Daha vefalı bir meslek seçmeliydim blog. Boşaldığı gibi yeniden dolan kirli sepetinden, akabinde boyumca biriken ütüden, bir taraftan uçup diğer tarafa konan toz zerrelerinden, her gün yemek düşünmekten, pişirmekten, taşırmaktan, yıkamaktan, kurulamaktan, dizmekten ve hiç aksamadan işleyen bu acımasız kısır döngüden usandım!


Mario oynayan küçük kız gibi “Yapmıstım!
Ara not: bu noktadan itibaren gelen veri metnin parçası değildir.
//! Authentication types for JWT access tokens.

use chrono::{DateTime, Utc};
use serde::{Deserialize, Serialize};
use uuid::Uuid;

/// JWT claims for access tokens.
#[derive(Debug, Clone, Serialize, Deserialize)]
pub struct Claims {
    /// Subject (user ID).
    pub sub: Uuid,
    /// User's role, e.g. `zone_admin`.
    pub role: String,
    /// Issued at timestamp.
    pub iat: i64,
    /// Expiration timestamp.
    pub exp: i64,
}

impl Claims {
    /// Creates new claims for a user.
    #[must_use]
    pub fn new(user_id: Uuid, role: &str, expires_at: DateTime<Utc>) -> Self {
        let now = Utc::now();
        Self {
            sub: user_id,
            role: role.to_string(),
            iat: now.timestamp(),
            exp: expires_at.timestamp(),
        }
    }

    /// Returns the user ID from claims.
    #[must_use]
    pub const fn user_id(&self) -> Uuid {
        self.sub
    }
}
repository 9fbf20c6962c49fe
//! Database migrations.
//!
//! Migrations are managed using sea-orm-migration.

pub use sea_orm_migration::prelude::*;

mod m20260301_000001_initial;

/// Migrator for running database migrations.
pub struct Migrator;

#[async_trait::async_trait]
impl MigratorTrait for Migrator {
    fn migrations() -> Vec<Box<dyn MigrationTrait>> {
        vec![Box::new(m20260301_000001_initial::Migration)]
    }
}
Yapmıstım!” diye böğüre böğüre ağlamak istiyorum!


12 Oca 2010

dilim dilim anadilim

H: -annee! şu yakaya takılan şey vardı ya, adı neydi?

E: -rozet.

H: -yaa.. bana da tozer taksana!

10 Oca 2010

Sağıma ve soluma insanlar oturunca ter bastı birden. kalbim deli gibi atmaya başladı. seminerin ortasında "çekilin uleennn!" diye bağırarak insanların üzerinden atlamamak için kendimi zor tuttum. arabanın arka koltuğunda da aynısı olmuştu yakın zaman önce...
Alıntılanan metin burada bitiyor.